• Material provided
■ ■ ■
//! Clients against a local HTTP server standing in for the backends.

use axum::extract::State;
use axum::http::StatusCode;
use axum::routing::{get, post};
use axum::{Json, Router};
use rollcall_client::{
    AdminClient, AttendanceClient, ClientOptions, EnrollmentClient, RecognitionClient, RetryPolicy,
};
use rollcall_core::{
    AttendanceLedger, AttendanceOutcome, Confidence, EncodedImage, RecognitionOutcome, Recognizer,
    Rejection,
};
use serde_json::{json, Value};
use std::sync::atomic::{AtomicUsize, Ordering};
use std::sync::{Arc, Mutex};
use std::time::Duration;

#[derive(Default)]
struct Recorder {
    hits: AtomicUsize,
    bodies: Mutex<Vec<Value>>,
}

impl Recorder {
    fn record(&self, body: Value) -> usize {
        self.bodies.lock().unwrap().push(body);
        self.hits.fetch_add(1, Ordering::SeqCst) + 1
    }

    fn hits(&self) -> usize {
        self.hits.load(Ordering::SeqCst)
    }
}

async fn serve(app: Router) -> String {
    let listener = tokio::net::TcpListener::bind("127.0.0.1:0").await.unwrap();
    let addr = listener.local_addr().unwrap();
    tokio::spawn(async move {
        axum::serve(listener, app).await.unwrap();
    });
    format!("http://{addr}")
}

fn http(timeout: Duration) -> reqwest::Client {
    rollcall_client::http::build_client(&ClientOptions {
        timeout,
        ..ClientOptions::default()
    })
    .unwrap()
}

fn fast_retry() -> RetryPolicy {
    RetryPolicy {
        max_attempts: 3,
        initial_delay: Duration::from_millis(10),
    }
}

fn image() -> EncodedImage {
    EncodedImage {
        jpeg: vec![0xFF, 0xD8, 0xFF, 0xD9],
        width: 1,
        height: 1,
        quality: 70,
    }
}

#[tokio::test]
async fn test_recognition_retries_server_errors() {
    let rec = Arc::new(Recorder::default());
    let app = Router::new()
        .route(
            "/recognize",
            post(|State(rec): State<Arc<Recorder>>, Json(body): Json<Value>| async move {
                if rec.record(body) < 3 {
                    (StatusCode::SERVICE_UNAVAILABLE, Json(json!({"error": "busy"})))
                } else {
                    (
                        StatusCode::OK,
                        Json(json!({"success": true, "recognized": true, "studentId": "42", "confidence": 97})),
                    )
                }
            }),
        )
        .with_state(Arc::clone(&rec));
    let base = serve(app).await;

    let client = RecognitionClient::new(http(Duration::from_secs(5)), format!("{base}/recognize"), fast_retry());
    let outcome = client.recognize(&image()).await;

    assert_eq!(
        outcome,
        RecognitionOutcome::Matched {
            identity: "42".into(),
            confidence: Confidence::new(97.0).unwrap(),
        }
    );
    assert_eq!(rec.hits(), 3);
    let bodies = rec.bodies.lock().unwrap();
    assert_eq!(bodies[0]["image"], json!(image().to_base64()));
}

#[tokio::test]
async fn test_recognition_client_error_not_retried() {
    let rec = Arc::new(Recorder::default());
    let app = Router::new()
        .route(
            "/recognize",
            post(|State(rec): State<Arc<Recorder>>, Json(body): Json<Value>| async move {
                rec.record(body);
                (StatusCode::BAD_REQUEST, Json(json!({"error": "image too small"})))
            }),
        )
        .with_state(Arc::clone(&rec));
    let base = serve(app).await;

    let client = RecognitionClient::new(http(Duration::from_secs(5)), format!("{base}/recognize"), fast_retry());
    let outcome = client.recognize(&image()).await;

    match outcome {
        RecognitionOutcome::Failed { detail } => assert!(detail.contains("image too small"), "{detail}"),
        other => panic!("expected Failed, got {other:?}"),
    }
    assert_eq!(rec.hits(), 1);
}

#[tokio::test]
async fn test_recognition_no_match_is_unmatched() {
    let app = Router::new().route(
        "/recognize",
        post(|| async { Json(json!({"success": false, "recognized": false, "message": "no face"})) }),
    );
    let base = serve(app).await;

    let client = RecognitionClient::new(http(Duration::from_secs(5)), format!("{base}/recognize"), fast_retry());
    assert_eq!(
        client.recognize(&image()).await,
        RecognitionOutcome::Unmatched { reason: "no face".into() }
    );
}

#[tokio::test]
async fn test_recognition_timeout_is_failed() {
    let app = Router::new().route(
        "/recognize",
        post(|| async {
            tokio::time::sleep(Duration::from_secs(2)).await;
            Json(json!({"success": true}))
        }),
    );
    let base = serve(app).await;

    let client = RecognitionClient::new(
        http(Duration::from_millis(100)),
        format!("{base}/recognize"),
        RetryPolicy::once(),
    );
    match client.recognize(&image()).await {
        RecognitionOutcome::Failed { detail } => assert_eq!(detail, "request timed out"),
        other => panic!("expected Failed, got {other:?}"),
    }
}

#[tokio::test]
async fn test_recognition_unreachable_is_failed() {
    // Bind then drop to get a port with nothing listening.
    let listener = std::net::TcpListener::bind("127.0.0.1:0").unwrap();
    let addr = listener.local_addr().unwrap();
    drop(listener);

    let client = RecognitionClient::new(http(Duration::from_secs(1)), format!("http://{addr}/"), fast_retry());
    assert!(matches!(client.recognize(&image()).await, RecognitionOutcome::Failed { .. }));
}

#[tokio::test]
async fn test_attendance_request_shape_and_success() {
    let rec = Arc::new(Recorder::default());
    let app = Router::new()
        .route(
            "/attendance",
            post(|State(rec): State<Arc<Recorder>>, Json(body): Json<Value>| async move {
                rec.record(body);
                Json(json!({"success": true, "message": "ok", "student": {"id": "42", "name": "Ada", "photo_url": ""}}))
            }),
        )
        .with_state(Arc::clone(&rec));
    let base = serve(app).await;

    let client = AttendanceClient::new(
        http(Duration::from_secs(5)),
        format!("{base}/attendance"),
        Some("INST001".into()),
    );
    let outcome = client
        .mark_attendance("42", Confidence::new(97.0).unwrap())
        .await;

    match outcome {
        AttendanceOutcome::Marked { identity, .. } => assert_eq!(identity.name, "Ada"),
        other => panic!("expected Marked, got {other:?}"),
    }
    let bodies = rec.bodies.lock().unwrap();
    assert_eq!(bodies[0], json!({"student_id": "42", "confidence": 97.0, "institute_id": "INST001"}));
}

#[tokio::test]
async fn test_attendance_directory_miss_on_not_found() {
    let app = Router::new().route(
        "/attendance",
        post(|| async {
            (
                StatusCode::NOT_FOUND,
                Json(json!({"success": false, "message": "Failed", "error": "Student not found"})),
            )
        }),
    );
    let base = serve(app).await;

    let client = AttendanceClient::new(http(Duration::from_secs(5)), format!("{base}/attendance"), None);
    assert!(matches!(
        client.mark_attendance("42", Confidence::new(99.0).unwrap()).await,
        AttendanceOutcome::Rejected(Rejection::DirectoryMiss { .. })
    ));
}

#[tokio::test]
async fn test_attendance_server_error_not_retried() {
    let rec = Arc::new(Recorder::default());
    let app = Router::new()
        .route(
            "/attendance",
            post(|State(rec): State<Arc<Recorder>>, Json(body): Json<Value>| async move {
                rec.record(body);
                (StatusCode::INTERNAL_SERVER_ERROR, Json(json!({"error": "db down"})))
            }),
        )
        .with_state(Arc::clone(&rec));
    let base = serve(app).await;

    let client = AttendanceClient::new(http(Duration::from_secs(5)), format!("{base}/attendance"), None);
    match client.mark_attendance("42", Confidence::new(99.0).unwrap()).await {
        AttendanceOutcome::Failed { detail } => assert!(detail.contains("db down"), "{detail}"),
        other => panic!("expected Failed, got {other:?}"),
    }
    assert_eq!(rec.hits(), 1);
}

#[tokio::test]
async fn test_enrollment_request_shape() {
    let rec = Arc::new(Recorder::default());
    let app = Router::new()
        .route(
            "/enroll",
            post(|State(rec): State<Arc<Recorder>>, Json(body): Json<Value>| async move {
                rec.record(body);
                Json(json!({"success": true, "message": "Student enrolled", "faceId": "f-9", "studentId": "42"}))
            }),
        )
        .with_state(Arc::clone(&rec));
    let base = serve(app).await;

    let client = EnrollmentClient::new(http(Duration::from_secs(5)), format!("{base}/enroll"));
    let outcome = client.enroll(&image(), "42", "Ada Lovelace").await;

    assert!(outcome.success);
    assert_eq!(outcome.face_id.as_deref(), Some("f-9"));
    let bodies = rec.bodies.lock().unwrap();
    assert_eq!(bodies[0]["studentId"], "42");
    assert_eq!(bodies[0]["studentName"], "Ada Lovelace");
    assert_eq!(bodies[0]["image"], json!(image().to_base64()));
}

#[tokio::test]
async fn test_enrollment_server_error_not_retried() {
    let rec = Arc::new(Recorder::default());
    let app = Router::new()
        .route(
            "/enroll",
            post(|State(rec): State<Arc<Recorder>>, Json(body): Json<Value>| async move {
                rec.record(body);
                (StatusCode::SERVICE_UNAVAILABLE, Json(json!({"success": false, "error": "busy"})))
            }),
        )
        .with_state(Arc::clone(&rec));
    let base = serve(app).await;

    let client = EnrollmentClient::new(http(Duration::from_secs(5)), format!("{base}/enroll"));
    let outcome = client.enroll(&image(), "42", "Ada").await;
    assert!(!outcome.success);
    assert_eq!(outcome.error.as_deref(), Some("busy"));
    assert_eq!(rec.hits(), 1);
}

#[tokio::test]
async fn test_admin_list_faces_and_ping() {
    let app = Router::new()
        .route(
            "/faces",
            get(|| async {
                Json(json!({
                    "success": true,
                    "totalFaces": 1,
                    "faces": [{"studentId": "42", "faceId": "f-1", "confidence": 99.5, "imageId": "i-1"}],
                    "collectionId": "students",
                    "region": "local"
                }))
            }),
        )
        .route(
            "/collection",
            post(|| async { Json(json!({"success": true, "message": "Collection created"})) }),
        )
        .route("/recognize", get(|| async { StatusCode::METHOD_NOT_ALLOWED }));
    let base = serve(app).await;

    let admin = AdminClient::new(
        http(Duration::from_secs(5)),
        format!("{base}/collection"),
        format!("{base}/faces"),
        format!("{base}/recognize"),
    );

    let faces = admin.list_faces().await.unwrap();
    assert_eq!(faces.total_faces, 1);
    assert_eq!(faces.faces[0].face_id, "f-1");

    let status = admin.create_collection().await.unwrap();
    assert!(status.success);
    assert_eq!(status.message, "Collection created");

    assert!(admin.ping().await);
}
■ ■ ■
• Action item
Return every line from the material that contains the word "TcpListener".

• Solved exercise
    let listener = tokio::net::TcpListener::bind("127.0.0.1:0").await.unwrap();
    let listener = std::net::TcpListener::bind("127.0.0.1:0").unwrap();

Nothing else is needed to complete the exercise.